*Task description:*
Look through the records below for the line holding "a property bag". Write it out exactly, with each following line through the line holding "pub use value::PropertyValue;".

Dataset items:
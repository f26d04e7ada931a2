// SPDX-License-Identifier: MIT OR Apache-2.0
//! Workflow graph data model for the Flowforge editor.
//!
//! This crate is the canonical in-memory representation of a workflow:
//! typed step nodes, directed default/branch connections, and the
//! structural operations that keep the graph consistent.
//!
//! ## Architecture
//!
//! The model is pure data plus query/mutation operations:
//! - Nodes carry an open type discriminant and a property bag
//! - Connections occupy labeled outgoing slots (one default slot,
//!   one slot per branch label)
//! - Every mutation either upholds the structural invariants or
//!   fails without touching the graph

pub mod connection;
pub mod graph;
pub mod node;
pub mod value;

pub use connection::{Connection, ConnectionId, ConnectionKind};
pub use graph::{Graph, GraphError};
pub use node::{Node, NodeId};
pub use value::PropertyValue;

---

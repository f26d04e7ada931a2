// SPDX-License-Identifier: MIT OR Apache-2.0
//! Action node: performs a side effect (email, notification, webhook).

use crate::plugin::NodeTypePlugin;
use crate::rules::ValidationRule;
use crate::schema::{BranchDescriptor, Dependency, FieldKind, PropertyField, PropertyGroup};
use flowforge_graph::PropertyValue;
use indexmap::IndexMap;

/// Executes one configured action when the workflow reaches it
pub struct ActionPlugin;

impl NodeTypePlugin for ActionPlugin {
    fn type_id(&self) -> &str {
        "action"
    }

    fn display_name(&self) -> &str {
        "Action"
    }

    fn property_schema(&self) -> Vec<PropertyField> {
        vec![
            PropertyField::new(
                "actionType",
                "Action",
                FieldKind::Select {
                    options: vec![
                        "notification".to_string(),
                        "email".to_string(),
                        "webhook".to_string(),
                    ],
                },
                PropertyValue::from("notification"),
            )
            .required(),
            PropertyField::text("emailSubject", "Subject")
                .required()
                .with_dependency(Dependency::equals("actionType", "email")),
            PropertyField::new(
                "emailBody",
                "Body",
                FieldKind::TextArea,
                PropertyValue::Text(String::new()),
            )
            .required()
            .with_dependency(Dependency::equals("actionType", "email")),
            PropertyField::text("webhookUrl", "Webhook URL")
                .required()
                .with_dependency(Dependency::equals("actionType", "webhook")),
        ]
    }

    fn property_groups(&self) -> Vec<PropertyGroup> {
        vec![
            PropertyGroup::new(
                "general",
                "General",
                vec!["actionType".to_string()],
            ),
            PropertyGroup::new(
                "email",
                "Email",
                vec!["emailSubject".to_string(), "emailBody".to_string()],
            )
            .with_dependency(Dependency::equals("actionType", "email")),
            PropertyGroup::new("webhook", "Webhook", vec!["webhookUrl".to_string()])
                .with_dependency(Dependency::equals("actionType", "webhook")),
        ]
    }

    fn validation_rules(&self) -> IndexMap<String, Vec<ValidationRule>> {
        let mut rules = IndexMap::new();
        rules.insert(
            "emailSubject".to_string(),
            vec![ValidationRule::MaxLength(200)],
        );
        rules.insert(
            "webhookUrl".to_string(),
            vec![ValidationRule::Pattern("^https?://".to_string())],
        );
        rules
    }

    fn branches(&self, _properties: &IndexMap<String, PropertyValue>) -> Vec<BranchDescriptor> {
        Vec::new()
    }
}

*Result for this task:*
//! - Nodes carry an open type discriminant and a property bag
//! - Connections occupy labeled outgoing slots (one default slot,
//!   one slot per branch label)
//! - Every mutation either upholds the structural invariants or
//!   fails without touching the graph

pub mod connection;
pub mod graph;
pub mod node;
pub mod value;

pub use connection::{Connection, ConnectionId, ConnectionKind};
pub use graph::{Graph, GraphError};
pub use node::{Node, NodeId};
pub use value::PropertyValue;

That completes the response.